Conall shut his eyes.
“At last and most importantly, should I have heard that four days ago, their son Dugald led the Stewarts and MacLarens against Alan MacCoul and clan MacDougall? That the MacFarlanes fought for the MacDougalls. That fifty young Stewarts, one hundred and thirty MacLarens, even more MacDougalls, and the Mother-blessed chief of the MacFarlanes died at a battle on the Bridge of Orchy.”
The breath froze in Conall’s chest. He hadn’t known the numbers. He hadn’t known how many. Da hadn’t exaggerated.

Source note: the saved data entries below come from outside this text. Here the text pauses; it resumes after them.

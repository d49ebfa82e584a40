use std::collections::BTreeMap;

use super::{BusinessException, BusinessValidator, Check, ValidatorList};
use crate::workflows::admission::domain::{QuestionKind, QuestionTab, SpecificQuestion};

/// Every required question of one tab has a non-blank answer. Messages are never answered.
#[derive(Debug, Clone, Copy)]
pub struct SpecificQuestionsCompleted<'a> {
    pub tab: QuestionTab,
    pub questions: &'a [SpecificQuestion],
    pub answers: &'a BTreeMap<String, String>,
}

impl BusinessValidator for SpecificQuestionsCompleted<'_> {
    fn validate(&self) -> Result<(), BusinessException> {
        let unanswered = self
            .questions
            .iter()
            .filter(|question| question.tab == self.tab)
            .filter(|question| question.required && question.kind != QuestionKind::Message)
            .any(|question| {
                self.answers
                    .get(&question.id)
                    .map_or(true, |answer| answer.trim().is_empty())
            });

        if unanswered {
            return Err(BusinessException::SpecificQuestionsNotCompleted { tab: self.tab });
        }
        Ok(())
    }
}

/// One check per form tab, in tab order.
#[derive(Debug, Clone, Copy)]
pub struct SpecificQuestionsValidatorList<'a> {
    pub questions: &'a [SpecificQuestion],
    pub answers: &'a BTreeMap<String, String>,
}

impl ValidatorList for SpecificQuestionsValidatorList<'_> {
    fn invariant_validators(&self) -> Vec<Check<'_>> {
        QuestionTab::ordered()
            .into_iter()
            .map(|tab| {
                Check::validator(SpecificQuestionsCompleted {
                    tab,
                    questions: self.questions,
                    answers: self.answers,
                })
            })
            .collect()
    }
}

#[cfg(test)]
mod tests {
    use super::*;

    fn question(id: &str, tab: QuestionTab, kind: QuestionKind, required: bool) -> SpecificQuestion {
        SpecificQuestion {
            id: id.to_string(),
            tab,
            kind,
            required,
        }
    }

    #[test]
    fn reports_tabs_with_blank_required_answers() {
        let questions = vec![
            question("motivation", QuestionTab::TrainingChoice, QuestionKind::Text, true),
            question("welcome", QuestionTab::TrainingChoice, QuestionKind::Message, true),
            question("cv", QuestionTab::Curriculum, QuestionKind::Document, true),
            question("hobby", QuestionTab::AdditionalInformation, QuestionKind::Text, false),
        ];
        let answers = BTreeMap::from([
            ("motivation".to_string(), "I like it".to_string()),
            ("cv".to_string(), "   ".to_string()),
        ]);

        let failure = SpecificQuestionsValidatorList {
            questions: &questions,
            answers: &answers,
        }
        .validate()
        .expect_err("curriculum question blank");
        assert_eq!(
            failure.exceptions,
            vec![BusinessException::SpecificQuestionsNotCompleted {
                tab: QuestionTab::Curriculum
            }]
        );
        assert_eq!(failure.status_codes(), vec!["ADMISSION-4"]);
    }
}
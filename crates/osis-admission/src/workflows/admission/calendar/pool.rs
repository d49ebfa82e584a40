use serde::{Deserialize, Serialize};
use std::collections::BTreeMap;

use super::window::{AnchorDate, WindowEnd};
use crate::workflows::admission::domain::{AccessTitles, Address, Formation};
use crate::workflows::admission::validation::BusinessException;

/// Admission intake category, each with its own yearly registration window.
#[derive(Debug, Clone, Copy, PartialEq, Eq, Hash, PartialOrd, Ord, Serialize, Deserialize)]
pub enum AdmissionPool {
    #[serde(rename = "DOCTORATE_EDUCATION_ENROLLMENT")]
    Doctorate,
    #[serde(rename = "CONTINUING_EDUCATION_ENROLLMENT")]
    ContinuingEducation,
    #[serde(rename = "ADMISSION_POOL_EXTERNAL_ENROLLMENT_CHANGE")]
    ExternalEnrollmentChange,
    #[serde(rename = "ADMISSION_POOL_EXTERNAL_REORIENTATION")]
    ExternalReorientation,
    #[serde(rename = "ADMISSION_POOL_VIP")]
    Vip,
    #[serde(rename = "ADMISSION_POOL_HUE_UCL_PATHWAY_CHANGE")]
    HueUclPathwayChange,
    #[serde(rename = "ADMISSION_POOL_INSTITUT_CHANGE")]
    InstituteChange,
    #[serde(rename = "ADMISSION_POOL_UE5_BELGIAN")]
    Ue5Belgian,
    #[serde(rename = "ADMISSION_POOL_UE5_NON_BELGIAN")]
    Ue5NonBelgian,
    #[serde(rename = "ADMISSION_POOL_HUE5_BELGIUM_RESIDENCY")]
    Hue5BelgiumResidency,
    #[serde(rename = "ADMISSION_POOL_HUE5_FOREIGN_RESIDENCY")]
    Hue5ForeignResidency,
    #[serde(rename = "ADMISSION_POOL_NON_RESIDENT_QUOTA")]
    NonResidentQuota,
}

impl AdmissionPool {
    /// Pools scanned first, over the priority years.
    pub const PRIORITY: [Self; 1] = [Self::ExternalReorientation];

    /// Pools scanned over the regular years, in matching order.
    pub const REGULAR: [Self; 11] = [
        Self::Doctorate,
        Self::ContinuingEducation,
        Self::ExternalEnrollmentChange,
        Self::Vip,
        Self::HueUclPathwayChange,
        Self::InstituteChange,
        Self::Ue5Belgian,
        Self::Ue5NonBelgian,
        Self::Hue5BelgiumResidency,
        Self::Hue5ForeignResidency,
        Self::NonResidentQuota,
    ];

    pub const fn ordered() -> [Self; 12] {
        [
            Self::Doctorate,
            Self::ContinuingEducation,
            Self::ExternalEnrollmentChange,
            Self::ExternalReorientation,
            Self::Vip,
            Self::HueUclPathwayChange,
            Self::InstituteChange,
            Self::Ue5Belgian,
            Self::Ue5NonBelgian,
            Self::Hue5BelgiumResidency,
            Self::Hue5ForeignResidency,
            Self::NonResidentQuota,
        ]
    }

    pub const fn wire_name(self) -> &'static str {
        match self {
            Self::Doctorate => "DOCTORATE_EDUCATION_ENROLLMENT",
            Self::ContinuingEducation => "CONTINUING_EDUCATION_ENROLLMENT",
            Self::ExternalEnrollmentChange => "ADMISSION_POOL_EXTERNAL_ENROLLMENT_CHANGE",
            Self::ExternalReorientation => "ADMISSION_POOL_EXTERNAL_REORIENTATION",
            Self::Vip => "ADMISSION_POOL_VIP",
            Self::HueUclPathwayChange => "ADMISSION_POOL_HUE_UCL_PATHWAY_CHANGE",
            Self::InstituteChange => "ADMISSION_POOL_INSTITUT_CHANGE",
            Self::Ue5Belgian => "ADMISSION_POOL_UE5_BELGIAN",
            Self::Ue5NonBelgian => "ADMISSION_POOL_UE5_NON_BELGIAN",
            Self::Hue5BelgiumResidency => "ADMISSION_POOL_HUE5_BELGIUM_RESIDENCY",
            Self::Hue5ForeignResidency => "ADMISSION_POOL_HUE5_FOREIGN_RESIDENCY",
            Self::NonResidentQuota => "ADMISSION_POOL_NON_RESIDENT_QUOTA",
        }
    }

    pub const fn label(self) -> &'static str {
        match self {
            Self::Doctorate => "Doctorate enrolment",
            Self::ContinuingEducation => "Continuing education enrolment",
            Self::ExternalEnrollmentChange => "External enrolment change",
            Self::ExternalReorientation => "External reorientation",
            Self::Vip => "VIP",
            Self::HueUclPathwayChange => "Non-EU+5 UCLouvain pathway change",
            Self::InstituteChange => "Institute change",
            Self::Ue5Belgian => "EU+5 with Belgian diploma",
            Self::Ue5NonBelgian => "EU+5 without Belgian diploma",
            Self::Hue5BelgiumResidency => "Non-EU+5 residing in Belgium",
            Self::Hue5ForeignResidency => "Non-EU+5 residing abroad",
            Self::NonResidentQuota => "Non-resident quota",
        }
    }

    /// Day the window of academic year N opens, relative to N.
    pub const fn cutover(self) -> AnchorDate {
        match self {
            Self::ExternalEnrollmentChange => AnchorDate::new(1, 10, 0),
            Self::ExternalReorientation => AnchorDate::new(1, 11, 0),
            Self::InstituteChange => AnchorDate::new(1, 10, -1),
            Self::Ue5NonBelgian | Self::Hue5BelgiumResidency => AnchorDate::new(1, 9, -1),
            Self::Hue5ForeignResidency => AnchorDate::new(1, 5, -1),
            Self::NonResidentQuota => AnchorDate::new(1, 6, 0),
            Self::Doctorate
            | Self::ContinuingEducation
            | Self::Vip
            | Self::HueUclPathwayChange
            | Self::Ue5Belgian => AnchorDate::new(1, 11, -1),
        }
    }

    pub const fn end(self) -> WindowEnd {
        match self {
            Self::ExternalEnrollmentChange => WindowEnd::On(AnchorDate::new(31, 10, 0)),
            Self::ExternalReorientation => WindowEnd::On(AnchorDate::new(15, 2, 1)),
            Self::Hue5ForeignResidency => WindowEnd::On(AnchorDate::new(31, 3, 0)),
            Self::NonResidentQuota => WindowEnd::On(AnchorDate::new(3, 6, 0)),
            _ => WindowEnd::DayBeforeNextCutover,
        }
    }

    /// Whether the candidate falls in this pool for academic year `context.year`.
    ///
    /// Address-dependent pools refuse to guess when the legal address is missing.
    pub fn matches(self, context: &PoolContext<'_>) -> Result<bool, BusinessException> {
        let training_type = context.formation.training_type;
        let declarations = match (self, context.declarations) {
            (Self::Doctorate, _) => return Ok(training_type.is_doctorate()),
            (Self::ContinuingEducation, _) => return Ok(training_type.is_continuing()),
            (_, None) => return Ok(false),
            (_, Some(declarations)) => declarations,
        };
        let outside_quota = !context.is_quota_non_resident();

        let matches = match self {
            Self::Doctorate | Self::ContinuingEducation => false,
            Self::ExternalEnrollmentChange => {
                training_type.is_bachelor()
                    && declarations.modification == Some(true)
                    && outside_quota
            }
            Self::ExternalReorientation => {
                training_type.is_bachelor()
                    && declarations.reorientation == Some(true)
                    && outside_quota
            }
            Self::Vip => training_type.is_second_cycle() && declarations.has_scholarship(),
            Self::HueUclPathwayChange => {
                !context.eu_plus_five
                    && context.last_ucl_registration_year == Some(context.year - 1)
                    && outside_quota
            }
            Self::InstituteChange => {
                let address = context.require_legal_address()?;
                context.titles.has_belgian_condition()
                    && address.country.is_belgium()
                    && context
                        .institute_changes
                        .get(&context.year)
                        .copied()
                        .unwrap_or(false)
                    && outside_quota
            }
            Self::Ue5Belgian => {
                context.eu_plus_five && context.titles.has_belgian_condition() && outside_quota
            }
            Self::Ue5NonBelgian => {
                context.eu_plus_five
                    && !context.titles.valid_conditions().is_empty()
                    && !context.titles.has_belgian_condition()
                    && outside_quota
            }
            Self::Hue5BelgiumResidency => {
                let address = context.require_legal_address()?;
                !context.eu_plus_five && address.country.is_belgium() && outside_quota
            }
            Self::Hue5ForeignResidency => {
                let address = context.require_legal_address()?;
                !context.eu_plus_five && !address.country.is_belgium() && outside_quota
            }
            Self::NonResidentQuota => !outside_quota,
        };
        Ok(matches)
    }
}

/// Answers given on the proposition that steer pool determination.
#[derive(Debug, Clone, PartialEq, Eq, Default, Serialize, Deserialize)]
#[serde(default)]
pub struct PoolDeclarations {
    pub non_resident: Option<bool>,
    pub reorientation: Option<bool>,
    pub regular_registration_proof: Vec<String>,
    pub reorientation_form: Vec<String>,
    pub modification: Option<bool>,
    pub modification_form: Vec<String>,
    pub regular_registration_proof_for_modification: Vec<String>,
    pub double_degree_scholarship: Option<String>,
    pub erasmus_mundus_scholarship: Option<String>,
    pub international_scholarship: Option<String>,
}

impl PoolDeclarations {
    pub fn has_scholarship(&self) -> bool {
        [
            &self.double_degree_scholarship,
            &self.erasmus_mundus_scholarship,
            &self.international_scholarship,
        ]
        .iter()
        .any(|scholarship| scholarship.is_some())
    }

    /// Answered no, or answered yes with both supporting documents.
    pub fn reorientation_confirmed(&self) -> bool {
        match self.reorientation {
            None => false,
            Some(false) => true,
            Some(true) => {
                !self.regular_registration_proof.is_empty() && !self.reorientation_form.is_empty()
            }
        }
    }

    pub fn modification_confirmed(&self) -> bool {
        match self.modification {
            None => false,
            Some(false) => true,
            Some(true) => {
                !self.modification_form.is_empty()
                    && !self.regular_registration_proof_for_modification.is_empty()
            }
        }
    }
}

/// Everything a pool criterion reads for one academic year.
#[derive(Debug, Clone, Copy)]
pub struct PoolContext<'a> {
    pub year: i32,
    pub formation: &'a Formation,
    pub titles: &'a AccessTitles,
    pub declarations: Option<&'a PoolDeclarations>,
    pub eu_plus_five: bool,
    pub last_ucl_registration_year: Option<i32>,
    pub legal_address: Option<&'a Address>,
    pub institute_changes: &'a BTreeMap<i32, bool>,
}

impl<'a> PoolContext<'a> {
    pub fn is_quota_non_resident(&self) -> bool {
        is_quota_non_resident(self.formation, self.declarations)
    }

    fn require_legal_address(&self) -> Result<&'a Address, BusinessException> {
        self.legal_address
            .ok_or(BusinessException::LegalAddressNotCompleted)
    }
}

/// Quota training with a candidate declared non-resident within the meaning of the decree.
pub fn is_quota_non_resident(formation: &Formation, declarations: Option<&PoolDeclarations>) -> bool {
    formation.identity.is_quota()
        && declarations.is_some_and(|declarations| declarations.non_resident == Some(true))
}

Da was the natural grandson of the MacDougall chief before the current one, so he’d been given the seat at Dunstaffnage. The MacDougall clansmen of Dunstaffnage didn’t hold with the current chief, who lived many miles away and had little will to stand for the clan when ‘twas needed. Da wanted the chiefdom so he could save the clan; one big step toward the chiefdom was securing the Stewarts’ land. If Sir John Stewart hadn’t tried to marry his MacLaren woman—hadn’t tried to secure Dugald as the next Stewart chief—Da wouldn’t have moved against him.
“We warned him,” Conall said. And och, they had. They’d warned Sir John what would have to happen if he tried to marry Dugald’s mother. “If he’d just let his brother inherit—” Walter Stewart was weak, over-cautious, easily dealt with. No murder on holy ground, no battle that made the River Orchy run red. “He chose his own fate.”